So I decided to do some research on this topic with the hope of crushing the little wiggler's puffed out chest. Texas is 2x the size of Germany, and we have a powerful bunch of them big old propellery things (though everytime I see a windfarm it seems a significant of the turbines are shut down for various reasons). I figure we should be able to kick the butts of any bunch of Merkel's little windmills. I just can't quite put the numbers together in a way that makes total sense to me. Now, I'll give the Huns hydro, maybe biomass and probably solar, but we should have the right lands and we sure as heck got the winds. Looks like they got 29 jigawatts to our 18 jigawatts. How the heck can that be? Where have they put those beasts?
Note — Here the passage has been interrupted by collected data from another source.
use std::time::Duration;

use pagewatch_logging::watch_info;
use thiserror::Error;

#[derive(Debug, Clone, PartialEq, Eq, Error)]
pub enum NotifyError {
    #[error("push key is empty")]
    MissingKey,
    #[error("push request timed out")]
    Timeout,
    #[error("push endpoint answered with status {0}")]
    Status(u16),
    #[error("push request failed: {0}")]
    Transport(String),
}

/// Best-effort delivery of a title + body message.
#[async_trait::async_trait]
pub trait Notifier: Send + Sync {
    async fn send(&self, title: &str, body: &str) -> Result<(), NotifyError>;
}

#[derive(Debug, Clone)]
pub struct NotifySettings {
    /// Endpoint root; the key is appended as `/{key}.send`.
    pub base_url: String,
    pub timeout: Duration,
}

impl Default for NotifySettings {
    fn default() -> Self {
        Self {
            base_url: "https://sctapi.ftqq.com".to_string(),
            timeout: Duration::from_secs(10),
        }
    }
}

/// ServerChan-style push: form POST of `title` and `desp` to `{base_url}/{key}.send`.
#[derive(Debug, Clone)]
pub struct ServerChanNotifier {
    client: reqwest::Client,
    endpoint: String,
}

impl ServerChanNotifier {
    pub fn new(key: &str, settings: NotifySettings) -> Result<Self, NotifyError> {
        let key = key.trim();
        if key.is_empty() {
            return Err(NotifyError::MissingKey);
        }
        let client = reqwest::Client::builder()
            .timeout(settings.timeout)
            .build()
            .map_err(|err| NotifyError::Transport(err.to_string()))?;
        let endpoint = format!("{}/{}.send", settings.base_url.trim_end_matches('/'), key);
        Ok(Self { client, endpoint })
    }
}

#[async_trait::async_trait]
impl Notifier for ServerChanNotifier {
    async fn send(&self, title: &str, body: &str) -> Result<(), NotifyError> {
        let response = self
            .client
            .post(&self.endpoint)
            .form(&[("title", title), ("desp", body)])
            .send()
            .await
            .map_err(|err| {
                if err.is_timeout() {
                    NotifyError::Timeout
                } else {
                    NotifyError::Transport(err.to_string())
                }
            })?;

        let status = response.status();
        if !status.is_success() {
            return Err(NotifyError::Status(status.as_u16()));
        }
        watch_info!("Push delivered: {}", title);
        Ok(())
    }
}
How many hawks have they chopped up?
I have seen most of the windfarms in the Lone Star state because I wander around quite a bit. Out west of Abilene, up towards the Panhandle, there are a brazilian of those big old tall suckers. How can we not be kicking the snot out of the guys with the pointed helmets? I question the numbers he showed in the article he sent me, and I won't post it here because it would make everyone want to go wash their hands. So jump in here, somebody out there knows a heckuva lot more about this stuff than moi.
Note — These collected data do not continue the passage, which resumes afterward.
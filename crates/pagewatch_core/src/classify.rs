use crate::{ExtractionResult, Fingerprint, MissingLabel, SelectionPolicy};

#[derive(Debug, Clone, PartialEq, Eq)]
pub enum ChangeOutcome {
    Changed {
        /// Short label selected from the current result.
        highlight: String,
        /// Items present now but missing from the last membership set, in result order.
        added: Vec<String>,
    },
    Unchanged,
    InsufficientData(String),
}

/// Compares the current observation against the last recorded one.
///
/// Selection runs against `current_result` in extractor order, never against
/// the fingerprint, since membership sets discard order.
pub fn classify(
    current: &Fingerprint,
    last: &Fingerprint,
    current_result: &ExtractionResult,
    policy: &SelectionPolicy,
) -> ChangeOutcome {
    if current == last {
        return ChangeOutcome::Unchanged;
    }

    if current_result.len() < policy.min_len() {
        return ChangeOutcome::InsufficientData(format!(
            "{:?} needs at least {} item(s), found {}",
            policy.pick,
            policy.min_len(),
            current_result.len()
        ));
    }

    let highlight = match policy.select(current_result) {
        Some(label) => label,
        None => match &policy.on_missing_label {
            MissingLabel::Placeholder(text) => text.clone(),
            MissingLabel::Insufficient => {
                return ChangeOutcome::InsufficientData(format!(
                    "{:?} element has no {:?} label",
                    policy.pick, policy.label
                ));
            }
        },
    };

    ChangeOutcome::Changed {
        highlight,
        added: added_items(current, last, current_result),
    }
}

fn added_items(
    current: &Fingerprint,
    last: &Fingerprint,
    result: &ExtractionResult,
) -> Vec<String> {
    match (current, last) {
        (Fingerprint::MembershipSet(_), Fingerprint::MembershipSet(previous)) => {
            let mut added: Vec<String> = Vec::new();
            for item in result.items() {
                if !previous.contains(item) && !added.contains(item) {
                    added.push(item.clone());
                }
            }
            added
        }
        _ => Vec::new(),
    }
}
//! Pagewatch core: pure change-detection logic (no IO).
mod classify;
mod fingerprint;
mod result;
mod selection;
mod state;

pub use classify::{classify, ChangeOutcome};
pub use fingerprint::{
    fingerprint, truncate_to_boundary, Fingerprint, FingerprintMode, EMPTY_MARKER,
};
pub use result::ExtractionResult;
pub use selection::{file_name, LabelRule, MissingLabel, Pick, SelectionPolicy};
pub use state::PersistedState;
And how can they beat the US on solar after we flushed $500M down that toilet called Solyndra?
Ideas, opinions, advice and insults welcomed, as always.
Read the article a few down from this about Germans cutting subsidies. Wind and solar are dead without subsidies.
Chuck, I’m a bit of an electronic pack-rat and I’ve got a yuge stack of links to Free Republic postings/article. I’m sure you can find more than enough in there. I’m not sure how the formatting would end up here in the forum so I’m going to Freep-mail them to you. Have fun!
Don’t forget the geothermal plants in Germany.
https://pangea.stanford.edu/ERE/db/WGC/papers/WGC/2015/01045.pdf
Global Edition
Handelsblatt Germanys Leading Business and Finance Daily, founded in 1946
Companies & Markets
23 Mar. 2016
Energy Transition
Electricity Prices in Free Fall
By Jürgen Flauger and Franz Hubik
Germany’s electricity market has become collateral damage in the country’s transition to renewable energy. Fast falling prices pose an existential threat for the operators of conventional plants like E.ON and RWE.
Germany has the most expensive electricity probably in the all of the world. My daughter is moving there soon, so I looked it up. You can too.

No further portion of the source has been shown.